(DATA FOR PROCESSING)

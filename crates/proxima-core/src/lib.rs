#![warn(clippy::pedantic)]
#![allow(clippy::missing_errors_doc)]
#![allow(clippy::module_name_repetitions)]
#![allow(clippy::must_use_candidate)]
#![allow(clippy::cast_precision_loss)]
#![allow(clippy::cast_possible_truncation)]

pub mod config;
pub mod metric;

pub use config::IndexOptions;
pub use metric::{Kernel, Metric, UserDistance};

use serde::{Deserialize, Serialize};
use thiserror::Error;

/// Result alias for all proxima operations.
pub type Result<T> = std::result::Result<T, Error>;

/// Errors surfaced by the engine. Nothing is swallowed or retried internally.
#[derive(Debug, Error)]
pub enum Error {
    /// Wrong dimensionality, malformed payload, bad worker id, or an
    /// unsupported metric/scalar combination.
    #[error("invalid argument: {0}")]
    InvalidArgument(String),

    /// `add` was called with every reserved slot in use. Growth is the
    /// caller's responsibility via `reserve`.
    #[error("index is full ({size} of {capacity} slots in use)")]
    OutOfCapacity { size: usize, capacity: usize },

    /// Underlying file error during `save`/`load`/`view`.
    #[error("i/o error: {0}")]
    Io(#[from] std::io::Error),

    /// Snapshot magic, version, geometry or metric does not match this index.
    #[error("incompatible file: {0}")]
    IncompatibleFile(String),

    /// An exclusive operation was attempted while `add`/`search` traffic is
    /// in flight.
    #[error("exclusive operation attempted during concurrent traffic")]
    Locked,

    /// Mutation of an index served from a read-only mapping.
    #[error("index is backed by a read-only mapping")]
    Immutable,
}

/// Width and interpretation of one vector element.
#[derive(Debug, Clone, Copy, PartialEq, Eq, Serialize, Deserialize)]
#[serde(rename_all = "lowercase")]
pub enum ScalarKind {
    F16,
    F32,
    F64,
    I8,
    /// 64-bit words: bit-hash payloads for Hamming, sorted id sets for
    /// Jaccard.
    U64,
}

impl ScalarKind {
    /// Size of one element in bytes.
    #[inline]
    pub const fn size(self) -> usize {
        match self {
            ScalarKind::I8 => 1,
            ScalarKind::F16 => 2,
            ScalarKind::F32 => 4,
            ScalarKind::F64 | ScalarKind::U64 => 8,
        }
    }

    /// Stable on-disk code. Part of the snapshot contract.
    pub const fn code(self) -> u32 {
        match self {
            ScalarKind::F16 => 1,
            ScalarKind::F32 => 2,
            ScalarKind::F64 => 3,
            ScalarKind::I8 => 4,
            ScalarKind::U64 => 5,
        }
    }

    pub const fn from_code(code: u32) -> Option<Self> {
        match code {
            1 => Some(ScalarKind::F16),
            2 => Some(ScalarKind::F32),
            3 => Some(ScalarKind::F64),
            4 => Some(ScalarKind::I8),
            5 => Some(ScalarKind::U64),
            _ => None,
        }
    }
}

/// Tag for the built-in distance functions plus the user-callback escape
/// hatch. Lower distance always means closer.
#[derive(Debug, Clone, Copy, PartialEq, Eq, Serialize, Deserialize)]
#[serde(rename_all = "lowercase")]
pub enum MetricKind {
    Ip,
    Cos,
    L2sq,
    Hamming,
    Jaccard,
    User,
}

impl MetricKind {
    /// Stable on-disk code. Files written with a user callback carry code 0
    /// and are not portable across processes.
    pub const fn code(self) -> u32 {
        match self {
            MetricKind::User => 0,
            MetricKind::Ip => 1,
            MetricKind::Cos => 2,
            MetricKind::L2sq => 3,
            MetricKind::Hamming => 4,
            MetricKind::Jaccard => 5,
        }
    }

    pub const fn from_code(code: u32) -> Option<Self> {
        match code {
            0 => Some(MetricKind::User),
            1 => Some(MetricKind::Ip),
            2 => Some(MetricKind::Cos),
            3 => Some(MetricKind::L2sq),
            4 => Some(MetricKind::Hamming),
            5 => Some(MetricKind::Jaccard),
            _ => None,
        }
    }

    /// Whether this metric runs over `u64` word payloads rather than scalar
    /// vectors.
    pub const fn is_word_metric(self) -> bool {
        matches!(self, MetricKind::Hamming | MetricKind::Jaccard)
    }
}

#[cfg(test)]
mod tests {
    use super::*;

    #[test]
    fn scalar_codes_roundtrip() {
        for kind in [
            ScalarKind::F16,
            ScalarKind::F32,
            ScalarKind::F64,
            ScalarKind::I8,
            ScalarKind::U64,
        ] {
            assert_eq!(ScalarKind::from_code(kind.code()), Some(kind));
        }
        assert_eq!(ScalarKind::from_code(99), None);
    }

    #[test]
    fn metric_codes_roundtrip() {
        for kind in [
            MetricKind::User,
            MetricKind::Ip,
            MetricKind::Cos,
            MetricKind::L2sq,
            MetricKind::Hamming,
            MetricKind::Jaccard,
        ] {
            assert_eq!(MetricKind::from_code(kind.code()), Some(kind));
        }
        assert_eq!(MetricKind::from_code(6), None);
    }

    #[test]
    fn user_metric_is_code_zero() {
        assert_eq!(MetricKind::User.code(), 0);
    }
}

(End DATA FOR PROCESSING)

*ACTIVITY*
Only lines that contain "proxima" are needed, so copy each of them from the data.

*SOLUTION TO THE PROBLEM*
filename crates/proxima-core/src/lib.rs
/// Result alias for all proxima operations.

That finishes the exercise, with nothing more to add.